Task
Gather every line below where "Configuring" appears.

Stored data
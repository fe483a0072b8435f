//! Refresh token repository trait defining the interface for refresh token persistence.

use async_trait::async_trait;

use crate::domain::entities::token::RefreshToken;
use crate::domain::entities::user::UserId;
use crate::errors::DomainError;

/// Repository trait for RefreshToken entity persistence operations
///
/// The store keeps at most one record per user. Lookups by token value
/// match the literal string handed to the client.
#[async_trait]
pub trait RefreshTokenRepository: Send + Sync {
    /// Find the record holding exactly this refresh token string
    ///
    /// # Arguments
    /// * `refresh_token` - The refresh token as presented by the client
    ///
    /// # Returns
    /// * `Ok(Some(RefreshToken))` - Record found
    /// * `Ok(None)` - No record holds this token
    /// * `Err(DomainError)` - Database error occurred
    ///
    /// # Example
    /// ```no_run
    /// # use blog_core::repositories::RefreshTokenRepository;
    /// # async fn example(repo: &impl RefreshTokenRepository) -> Result<(), Box<dyn std::error::Error>> {
    /// match repo.find_by_refresh_token("eyJ...").await? {
    ///     Some(record) => println!("Token belongs to user {}", record.user_id),
    ///     None => println!("Token not found"),
    /// }
    /// # Ok(())
    /// # }
    /// ```
    async fn find_by_refresh_token(&self, refresh_token: &str) -> Result<Option<RefreshToken>, DomainError>;

    /// Find the record for a user
    ///
    /// # Arguments
    /// * `user_id` - The numeric user id
    ///
    /// # Returns
    /// * `Ok(Some(RefreshToken))` - The user's current record
    /// * `Ok(None)` - The user has no refresh token
    /// * `Err(DomainError)` - Database error occurred
    async fn find_by_user_id(&self, user_id: UserId) -> Result<Option<RefreshToken>, DomainError>;

    /// Insert or overwrite the record for `token.user_id`
    ///
    /// An existing record for the same user keeps its id and gets the new
    /// token value and expiry.
    ///
    /// # Returns
    /// * `Ok(RefreshToken)` - The stored record with its id assigned
    /// * `Err(DomainError)` - Save failed
    async fn save(&self, token: RefreshToken) -> Result<RefreshToken, DomainError>;
}
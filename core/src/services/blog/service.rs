//! Article use cases

use std::sync::Arc;

use crate::domain::entities::article::{Article, NewArticle};
use crate::errors::{DomainError, DomainResult};
use crate::repositories::ArticleRepository;

/// Input for creating an article
#[derive(Debug, Clone)]
pub struct AddArticle {
    pub title: String,
    pub content: String,
}

/// Input for replacing an article's title and content
#[derive(Debug, Clone)]
pub struct UpdateArticle {
    pub title: String,
    pub content: String,
}

fn require_text(title: &str, content: &str) -> DomainResult<()> {
    if title.trim().is_empty() || content.trim().is_empty() {
        return Err(DomainError::Validation {
            message: "Title and content must not be empty".to_string(),
        });
    }
    Ok(())
}

/// CRUD over blog articles
pub struct BlogService<A: ArticleRepository> {
    article_repository: Arc<A>,
}

impl<A: ArticleRepository> BlogService<A> {
    pub fn new(article_repository: Arc<A>) -> Self {
        Self { article_repository }
    }

    /// Store a new article
    pub async fn save(&self, request: AddArticle) -> DomainResult<Article> {
        require_text(&request.title, &request.content)?;

        let article = self
            .article_repository
            .save(NewArticle::new(request.title, request.content))
            .await?;

        tracing::info!(event = "article_created", article_id = article.id, "Created article");
        Ok(article)
    }

    pub async fn find_all(&self) -> DomainResult<Vec<Article>> {
        self.article_repository.find_all().await
    }

    /// Load one article
    ///
    /// # Returns
    ///
    /// * `Err(DomainError::NotFound)` - With resource `"not found: {id}"`
    pub async fn find_by_id(&self, id: i64) -> DomainResult<Article> {
        self.article_repository
            .find_by_id(id)
            .await?
            .ok_or_else(|| DomainError::not_found(id))
    }

    /// Delete an article; deleting a missing article is not an error
    pub async fn delete(&self, id: i64) -> DomainResult<()> {
        if self.article_repository.delete_by_id(id).await? {
            tracing::info!(event = "article_deleted", article_id = id, "Deleted article");
        }
        Ok(())
    }

    /// Replace title and content of an existing article
    pub async fn update(&self, id: i64, request: UpdateArticle) -> DomainResult<Article> {
        require_text(&request.title, &request.content)?;

        let mut article = self.find_by_id(id).await?;
        article.update(request.title, request.content);

        self.article_repository.update(article).await
    }
}
//! Route handlers and shared application state

pub mod article;
pub mod health;
pub mod token;
pub mod user;

use std::sync::Arc;

use blog_core::repositories::{ArticleRepository, RefreshTokenRepository, UserRepository};
use blog_core::services::{
    AuthService, AuthServiceConfig, BlogService, TokenCodec, TokenRefreshService, TokenValidator,
};

/// Application state shared by all handlers
pub struct AppState<U, R, A>
where
    U: UserRepository,
    R: RefreshTokenRepository,
    A: ArticleRepository,
{
    pub auth_service: Arc<AuthService<U, R>>,
    pub refresh_service: Arc<TokenRefreshService<R, U>>,
    pub blog_service: Arc<BlogService<A>>,
    pub token_validator: TokenValidator,
}

impl<U, R, A> AppState<U, R, A>
where
    U: UserRepository,
    R: RefreshTokenRepository,
    A: ArticleRepository,
{
    /// Wire every service from the three repositories and one codec
    pub fn new(
        users: Arc<U>,
        refresh_tokens: Arc<R>,
        articles: Arc<A>,
        codec: TokenCodec,
        auth_config: AuthServiceConfig,
    ) -> Self {
        Self {
            auth_service: Arc::new(AuthService::new(
                users.clone(),
                refresh_tokens.clone(),
                codec.clone(),
                auth_config,
            )),
            refresh_service: Arc::new(TokenRefreshService::new(refresh_tokens, users, codec.clone())),
            blog_service: Arc::new(BlogService::new(articles)),
            token_validator: TokenValidator::new(codec),
        }
    }
}
//! CORS middleware configuration for cross-origin requests.
//!
//! Development allows any origin. Production only allows the origins listed
//! in `ALLOWED_ORIGINS` (comma separated).

use actix_cors::Cors;
use actix_web::http::{header, Method};
use std::env;

use blog_shared::config::Environment;

/// Creates a CORS middleware instance configured for the given environment.
///
/// # Environment Variables
/// - `ALLOWED_ORIGINS`: Comma-separated list of allowed origins (production only)
/// - `CORS_MAX_AGE`: Max age for preflight cache (default: 3600 seconds)
pub fn create_cors(environment: Environment) -> Cors {
    let max_age = env::var("CORS_MAX_AGE")
        .ok()
        .and_then(|value| value.parse::<usize>().ok())
        .unwrap_or(3600);

    if environment.is_production() {
        let origins = env::var("ALLOWED_ORIGINS").unwrap_or_default();
        create_production_cors(max_age, &origins)
    } else {
        create_development_cors(max_age)
    }
}

fn base_cors(max_age: usize) -> Cors {
    Cors::default()
        .allowed_methods(vec![
            Method::GET,
            Method::POST,
            Method::PUT,
            Method::DELETE,
            Method::OPTIONS,
        ])
        .allowed_headers(vec![header::AUTHORIZATION, header::ACCEPT, header::CONTENT_TYPE])
        .max_age(max_age)
}

fn create_development_cors(max_age: usize) -> Cors {
    tracing::info!("Configuring CORS for development environment");
    base_cors(max_age).allow_any_origin()
}

fn create_production_cors(max_age: usize, allowed_origins: &str) -> Cors {
    tracing::info!("Configuring CORS for production environment");

    allowed_origins
        .split(',')
        .map(str::trim)
        .filter(|origin| !origin.is_empty())
        .fold(base_cors(max_age), |cors, origin| {
            tracing::info!(origin, "Adding allowed origin");
            cors.allowed_origin(origin)
        })
}

#[cfg(test)]
mod tests {
    use super::*;
    use actix_web::{http::StatusCode, test, web, App, HttpResponse};

    #[actix_web::test]
    async fn test_production_cors_allows_listed_origin() {
        let app = test::init_service(
            App::new()
                .wrap(create_production_cors(3600, "https://blog.example.com"))
                .route("/", web::get().to(|| async { HttpResponse::Ok().finish() })),
        )
        .await;

        let allowed = test::TestRequest::get()
            .uri("/")
            .insert_header((header::ORIGIN, "https://blog.example.com"))
            .to_request();
        let resp = test::call_service(&app, allowed).await;
        assert_eq!(resp.status(), StatusCode::OK);
        assert_eq!(
            resp.headers().get(header::ACCESS_CONTROL_ALLOW_ORIGIN).unwrap(),
            "https://blog.example.com"
        );
    }

    #[actix_web::test]
    async fn test_development_cors_allows_any_origin() {
        let app = test::init_service(
            App::new()
                .wrap(create_development_cors(3600))
                .route("/", web::get().to(|| async { HttpResponse::Ok().finish() })),
        )
        .await;

        let req = test::TestRequest::get()
            .uri("/")
            .insert_header((header::ORIGIN, "http://localhost:3000"))
            .to_request();
        let resp = test::call_service(&app, req).await;
        assert!(resp.headers().contains_key(header::ACCESS_CONTROL_ALLOW_ORIGIN));
    }
}
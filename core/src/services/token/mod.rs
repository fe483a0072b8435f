//! Token service module for JWT management
//!
//! - `TokenCodec` signs and verifies compact HS256 tokens
//! - `TokenIssuer` builds tokens for a user with a caller-chosen lifetime
//! - `TokenValidator` checks presented tokens and extracts the principal
//! - `TokenRefreshService` exchanges a stored refresh token for an access token

mod codec;
mod config;
mod issuer;
mod refresh;
mod validator;

#[cfg(test)]
mod tests;

pub use codec::TokenCodec;
pub use config::SigningConfig;
pub use issuer::TokenIssuer;
pub use refresh::TokenRefreshService;
pub use validator::{Authentication, TokenValidator, ROLE_USER};
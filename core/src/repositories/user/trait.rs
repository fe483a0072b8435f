//! User repository trait defining the interface for user data persistence.

use async_trait::async_trait;

use crate::domain::entities::user::{NewUser, User, UserId};
use crate::errors::DomainError;

/// Repository trait for User entity persistence operations
#[async_trait]
pub trait UserRepository: Send + Sync {
    /// Find a user by ID
    ///
    /// # Returns
    /// * `Ok(Some(User))` - User found
    /// * `Ok(None)` - User not found
    /// * `Err(DomainError)` - Database error occurred
    async fn find_by_id(&self, id: UserId) -> Result<Option<User>, DomainError>;

    /// Find a user by email
    ///
    /// # Arguments
    /// * `email` - Exact email, as used for the token subject
    ///
    /// # Returns
    /// * `Ok(Some(User))` - User found
    /// * `Ok(None)` - User not found
    /// * `Err(DomainError)` - Database error occurred
    async fn find_by_email(&self, email: &str) -> Result<Option<User>, DomainError>;

    /// Create a new user and assign its id
    ///
    /// # Returns
    /// * `Ok(User)` - Created user
    /// * `Err(DomainError::Auth(AuthError::EmailAlreadyExists))` - Email taken
    /// * `Err(DomainError)` - Database error occurred
    async fn create(&self, user: NewUser) -> Result<User, DomainError>;
}
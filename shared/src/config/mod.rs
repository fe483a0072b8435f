//! Configuration module with business-specific sub-modules
//!
//! This module organizes configuration into logical business areas:
//! - `auth` - JWT signing configuration
//! - `database` - Database connection and pool configuration
//! - `environment` - Environment detection and logging configuration
//! - `server` - HTTP server configuration
//!
//! Settings are layered with the `config` crate: serde defaults, then the
//! optional `config/<environment>.toml` file, then `BLOG_*` environment
//! variables (`BLOG_JWT__SECRET_KEY` maps to `jwt.secret_key`).

pub mod auth;
pub mod database;
pub mod environment;
pub mod server;

use config::{Config, ConfigError, File};
use serde::{Deserialize, Serialize};

// Re-export commonly used types
pub use auth::JwtConfig;
pub use database::DatabaseConfig;
pub use environment::{Environment, LogFormat, LoggingConfig};
pub use server::ServerConfig;

/// Prefix for environment variable overrides
pub const ENV_PREFIX: &str = "BLOG";

/// Complete application configuration combining all sub-configurations
#[derive(Debug, Clone, Deserialize, Serialize)]
pub struct AppConfig {
    /// Environment configuration
    #[serde(default)]
    pub environment: Environment,

    /// Server configuration
    #[serde(default)]
    pub server: ServerConfig,

    /// Database configuration
    #[serde(default)]
    pub database: DatabaseConfig,

    /// JWT signing configuration; required, there is no usable default
    pub jwt: JwtConfig,

    /// Logging configuration
    #[serde(default)]
    pub logging: LoggingConfig,
}

impl AppConfig {
    /// Load configuration from the config file for the current environment
    /// and `BLOG_*` environment variables.
    ///
    /// A missing or empty `jwt.issuer` / `jwt.secret_key` is an error; the
    /// caller is expected to abort startup.
    pub fn load() -> Result<Self, ConfigError> {
        let environment = Environment::from_env();
        let logging = LoggingConfig::for_environment(environment);
        let settings = Config::builder()
            .set_default("environment", environment.as_str())?
            .set_default("logging.level", logging.level)?
            .set_default("logging.format", logging.format.as_str())?
            .add_source(File::with_name(&environment.config_file()).required(false))
            .add_source(
                config::Environment::with_prefix(ENV_PREFIX)
                    .prefix_separator("_")
                    .separator("__")
                    .try_parsing(true),
            )
            .build()?;

        Self::from_settings(settings)
    }

    /// Deserialize and validate an already-built settings tree
    pub fn from_settings(settings: Config) -> Result<Self, ConfigError> {
        let config: AppConfig = settings.try_deserialize()?;
        config.jwt.validate()?;
        Ok(config)
    }
}
//! Blog article service module

mod service;

#[cfg(test)]
mod tests;

pub use service::{AddArticle, BlogService, UpdateArticle};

Completed task
    tracing::info!("Configuring CORS for development environment");
    tracing::info!("Configuring CORS for production environment");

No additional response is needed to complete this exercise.